# [Wet Thumb Forum]-Tokyo LFS?



## greysky (Aug 5, 2003)

I'm going to be in Tokyo from September to June (studying at Waseda Daigaku in Shinjuku-ku) and was wondering if anyone knew of any particularly outstanding LFS I should visit. Unfortunately I won't be there long enough to set up a tank myself, but looking is, of course, still a lot of fun (particularly given the distinct lack of a decent LFS anywhere I've lived in the past six or so years).

Thanks for any suggestions anyone has!


----------



## greysky (Aug 5, 2003)

I'm going to be in Tokyo from September to June (studying at Waseda Daigaku in Shinjuku-ku) and was wondering if anyone knew of any particularly outstanding LFS I should visit. Unfortunately I won't be there long enough to set up a tank myself, but looking is, of course, still a lot of fun (particularly given the distinct lack of a decent LFS anywhere I've lived in the past six or so years).

Thanks for any suggestions anyone has!


----------



## Paul Higashikawa (Mar 18, 2004)

Check out www.adana.co.jp/

I don't know if you have any background knowledge in Japanese but this site includes all the lfs in Japan that carries Amano's products.
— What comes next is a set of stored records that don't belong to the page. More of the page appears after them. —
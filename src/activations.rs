//! The sigmoid activation and its inverse.
use crate::element::Element;
use crate::error::{NnError, Result};
use crate::matrix::Matrix;
use std::fmt;

/// Trait for activation functions.
pub trait Activation: fmt::Debug + Send + Sync {
    fn apply<F: Element>(&self, x: F) -> F;

    /// Derivative expressed through the activation's own output `y = apply(x)`.
    fn derivative_from_output<F: Element>(&self, y: F) -> F;

    /// Inverse of `apply`; fails outside the activation's range.
    fn inverse<F: Element>(&self, y: F) -> Result<F>;

    fn apply_matrix<F: Element>(&self, m: &Matrix<F>) -> Matrix<F> {
        m.map(|x| self.apply(x))
    }

    /// Applies `inverse` elementwise. The whole matrix is validated before any
    /// value is computed.
    fn inverse_matrix<F: Element>(&self, m: &Matrix<F>) -> Result<Matrix<F>>;
}

/// Sigmoid: 1 / (1 + exp(-x))
#[derive(Debug, Clone, Copy, Default)]
pub struct Sigmoid;

impl Sigmoid {
    fn in_range<F: Element>(y: F) -> bool {
        y > F::zero() && y < F::one()
    }
}

impl Activation for Sigmoid {
    #[inline]
    fn apply<F: Element>(&self, x: F) -> F {
        F::one() / (F::one() + (-x).exp())
    }

    #[inline]
    fn derivative_from_output<F: Element>(&self, y: F) -> F {
        y * (F::one() - y)
    }

    /// Logit: ln(y / (1 - y))
    fn inverse<F: Element>(&self, y: F) -> Result<F> {
        if !Self::in_range(y) {
            return Err(NnError::NumericDomain { value: y.as_f64() });
        }
        Ok((y / (F::one() - y)).ln())
    }

    fn inverse_matrix<F: Element>(&self, m: &Matrix<F>) -> Result<Matrix<F>> {
        if let Some(&bad) = m.iter().find(|&&y| !Self::in_range(y)) {
            return Err(NnError::NumericDomain { value: bad.as_f64() });
        }
        Ok(m.map(|y| (y / (F::one() - y)).ln()))
    }
}
impl<F: Element> Network<F> {
    /// Builds a network with all-zero weights. `sizes` lists the input width,
    /// any hidden widths, then the output width.
    pub fn new(sizes: &[usize]) -> Result<Self> {
        let sizes = LayerSizes::new(sizes)?;
        let weights = build_weights(&sizes)?;
        Ok(Self {
            sizes,
            weights,
            rejection: WeightRejection::default(),
        })
    }

    pub fn with_rejection(mut self, rejection: WeightRejection) -> Self {
        self.rejection = rejection;
        self
    }

    pub fn layer_sizes(&self) -> &LayerSizes {
        &self.sizes
    }

    pub fn input_width(&self) -> usize {
        self.sizes.input()
    }

    pub fn output_width(&self) -> usize {
        self.sizes.output()
    }

    pub fn weights(&self) -> &[Matrix<F>] {
        &self.weights
    }

    /// Replaces `weights[index]`; the new matrix must have the same shape.
    pub fn set_weights(&mut self, index: usize, weights: Matrix<F>) -> Result<()> {
        let slot = self.weights.get_mut(index).ok_or_else(|| {
            NnError::InvalidLayers(format!("no weight matrix at index {}", index))
        })?;
        if slot.shape() != weights.shape() {
            return Err(NnError::shape("set_weights", slot.shape(), weights.shape()));
        }
        *slot = weights;
        Ok(())
    }

    /// Randomizes every weight from an entropy-seeded generator.
    pub fn random_weights(&mut self) -> &mut Self {
        let mut rng = StdRng::from_entropy();
        self.random_weights_with(&mut rng)
    }

    /// Reproducible initialization.
    pub fn random_weights_seeded(&mut self, seed: u64) -> &mut Self {
        let mut rng = StdRng::seed_from_u64(seed);
        self.random_weights_with(&mut rng)
    }

    /// Draws each entry from `N(0, 1/sqrt(rows))`, where rows is the width of
    /// the layer the matrix feeds. Can be called any number of times.
    pub fn random_weights_with<R: Rng + ?Sized>(&mut self, rng: &mut R) -> &mut Self {
        let rejection = self.rejection;
        for w in &mut self.weights {
            let sdev = (w.rows() as f64).powf(-0.5);
            for v in w.as_mut_slice() {
                *v = loop {
                    let z: f64 = rng.sample(StandardNormal);
                    let draw = z * sdev;
                    if !rejection.rejects(draw) {
                        break F::of(draw);
                    }
                };
            }
            debug!(rows = w.rows(), cols = w.cols(), sdev, "randomized weight matrix");
        }
        self
    }

    fn expect_column(op: &'static str, m: &Matrix<F>, width: usize) -> Result<()> {
        if m.shape() != (width, 1) {
            return Err(NnError::shape(op, (width, 1), m.shape()));
        }
        Ok(())
    }

    fn forward_step(w: &Matrix<F>, x: &Matrix<F>) -> Result<Matrix<F>> {
        Ok(Sigmoid.apply_matrix(&w.dot(x)?))
    }

    /// Forward inference: `σ(W · x)` through every layer.
    pub fn query(&self, input: &Matrix<F>) -> Result<Matrix<F>> {
        Self::expect_column("query", input, self.input_width())?;
        let mut last = fold_forward(&self.weights, input, Retain::Last, Self::forward_step)?;
        Ok(last.remove(0))
    }

    /// Forward inference keeping every layer's output, first hidden layer
    /// first and the network output last. The input itself is not included.
    pub fn query_all(&self, input: &Matrix<F>) -> Result<Vec<Matrix<F>>> {
        Self::expect_column("query", input, self.input_width())?;
        fold_forward(&self.weights, input, Retain::All, Self::forward_step)
    }

    fn reverse_step(w: &Matrix<F>, y: &Matrix<F>) -> Result<Matrix<F>> {
        let x = Sigmoid.inverse_matrix(y)?;
        let mut back = w.transpose()?.dot(&x)?;
        rescale(&mut back, F::of(RECONSTRUCT_LOW), F::of(RECONSTRUCT_HIGH));
        Ok(back)
    }

    /// Best-effort reconstruction of an input that would produce `output`.
    ///
    /// Each layer applies the inverse sigmoid, multiplies by the transposed
    /// weights and rescales into `[0.01, 0.99]`. This is not an exact inverse.
    /// Every component of `output` must lie strictly inside `(0, 1)`.
    pub fn reverse_query(&self, output: &Matrix<F>) -> Result<Matrix<F>> {
        Self::expect_column("reverse_query", output, self.output_width())?;
        let mut last = fold_backward(&self.weights, output, Retain::Last, Self::reverse_step)?;
        Ok(last.remove(0))
    }

    /// Like [`reverse_query`](Self::reverse_query), keeping each layer's
    /// reconstruction from the last hidden layer down to the input.
    pub fn reverse_query_all(&self, output: &Matrix<F>) -> Result<Vec<Matrix<F>>> {
        Self::expect_column("reverse_query", output, self.output_width())?;
        fold_backward(&self.weights, output, Retain::All, Self::reverse_step)
    }

    /// One online gradient-descent step on a single `(input, target)` pair.
    ///
    /// Returns the squared error `‖target - output‖²` of the forward pass
    /// made before the update. Shapes, the learning rate and every input and
    /// target value are checked before any weight changes; NaN or infinite
    /// values fail with [`NnError::NonFinite`].
    pub fn train(
        &mut self,
        learning_rate: F,
        input: &Matrix<F>,
        target: &Matrix<F>,
    ) -> Result<F> {
        Self::expect_column("train input", input, self.input_width())?;
        Self::expect_column("train target", target, self.output_width())?;
        if !learning_rate.is_finite() {
            return Err(NnError::NonFinite {
                what: "learning rate",
                value: learning_rate.as_f64(),
            });
        }
        Self::expect_finite("train input", input)?;
        Self::expect_finite("train target", target)?;

        let outputs = self.query_all(input)?;
        let Some(output) = outputs.last() else {
            return Err(NnError::InvalidLayers("network has no weights".into()));
        };
        let error = squared_error(output, target)?;
        let output_error = target.try_sub(output)?;

        // Error terms, output side first; no derivative is applied while propagating.
        let propagated = fold_backward(
            &self.weights[1..],
            &output_error,
            Retain::All,
            |w, e| w.transpose()?.dot(e),
        )?;
        let errors = std::iter::once(output_error).chain(propagated);

        let n = self.weights.len();
        let deltas = errors
            .enumerate()
            .map(|(j, err)| -> Result<(usize, Matrix<F>)> {
                let i = n - 1 - j;
                let out = &outputs[i];
                let prev = if i == 0 { input } else { &outputs[i - 1] };
                // err ⊙ o ⊙ (1 - o)
                let grad = err.try_mul(&out.map(|y| Sigmoid.derivative_from_output(y)))?;
                let mut delta = grad.dot(&prev.transpose()?)?;
                delta *= learning_rate;
                Ok((i, delta))
            })
            .collect::<Result<Vec<_>>>()?;

        for (i, delta) in deltas {
            self.weights[i].try_add_assign(&delta)?;
        }
        Ok(error)
    }

    fn expect_finite(what: &'static str, m: &Matrix<F>) -> Result<()> {
        match m.iter().find(|v| !v.is_finite()) {
            Some(&bad) => Err(NnError::NonFinite {
                what,
                value: bad.as_f64(),
            }),
            None => Ok(()),
        }
    }
}
//! Bounded blocking queue shared between a sample producer and the trainer.
use std::collections::VecDeque;
use std::sync::{Condvar, Mutex, MutexGuard, PoisonError};

struct State<T> {
    items: VecDeque<T>,
    finished: bool,
}

/// Multi-producer, multi-consumer FIFO.
///
/// Once [`finish`](WorkQueue::finish) is called, pushes are refused and
/// blocking pops drain what is left before returning `None`.
pub struct WorkQueue<T> {
    state: Mutex<State<T>>,
    not_empty: Condvar,
    not_full: Condvar,
    capacity: usize,
}

impl<T> WorkQueue<T> {
    /// Queue holding at most `capacity` items (at least one).
    pub fn bounded(capacity: usize) -> Self {
        Self {
            state: Mutex::new(State {
                items: VecDeque::with_capacity(capacity.min(4096)),
                finished: false,
            }),
            not_empty: Condvar::new(),
            not_full: Condvar::new(),
            capacity: capacity.max(1),
        }
    }

    fn lock(&self) -> MutexGuard<'_, State<T>> {
        // Every critical section leaves the state consistent, so a panic
        // elsewhere while holding the lock does not invalidate it.
        self.state.lock().unwrap_or_else(PoisonError::into_inner)
    }

    /// Blocks while the queue is full. Returns `false`, dropping `item`, if
    /// the queue was finished.
    pub fn push(&self, item: T) -> bool {
        let mut state = self.lock();
        while state.items.len() >= self.capacity && !state.finished {
            state = self
                .not_full
                .wait(state)
                .unwrap_or_else(PoisonError::into_inner);
        }
        if state.finished {
            return false;
        }
        state.items.push_back(item);
        self.not_empty.notify_one();
        true
    }

    pub fn try_pop(&self) -> Option<T> {
        let item = self.lock().items.pop_front();
        if item.is_some() {
            self.not_full.notify_one();
        }
        item
    }

    /// Waits for an item. `None` once the queue is finished and empty.
    pub fn pop_blocking(&self) -> Option<T> {
        let mut state = self.lock();
        loop {
            if let Some(item) = state.items.pop_front() {
                self.not_full.notify_one();
                return Some(item);
            }
            if state.finished {
                return None;
            }
            state = self
                .not_empty
                .wait(state)
                .unwrap_or_else(PoisonError::into_inner);
        }
    }

    /// Refuses further pushes and wakes every waiter.
    pub fn finish(&self) {
        self.lock().finished = true;
        self.not_empty.notify_all();
        self.not_full.notify_all();
    }

    pub fn is_finished(&self) -> bool {
        self.lock().finished
    }

    pub fn len(&self) -> usize {
        self.lock().items.len()
    }

    pub fn is_empty(&self) -> bool {
        self.len() == 0
    }
}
If you're a plant enthusiast, then you cannot miss visiting his stores.

Paul


----------



## Wahter (Nov 15, 2004)

I went to Tokyo for a 1.5 week visit to some friends last October/November.

I'd recommend Aqua Forest:
http://www.a-forest.co.jp

It's even located in Shinjuku in an underground mall called the Subnade, adjacent to the Shinjuku station. There are two display tanks at where the mall joins the station. The directory is in Japanese, but when you go down the steps, go to the right and the store is located in the corner. I've posted some pics from my visit here:

http://fishclubs.com/nc/cape/articles.html

Another store that I had visited is An Aquarium:
http://www.an-aquarium.com

Although the store is located on the roof of one of the major department stores in Ginza and it's smaller than Aqua Forest, they do have some nice plants and show tanks too and like Aqua Forest, they carry all the Amano goodies. You can get to the roof, by going to the upper floor and then going outside onto the roof (there's a temple up there too!) and then you'll see the store, OR one of the elevators will take you there.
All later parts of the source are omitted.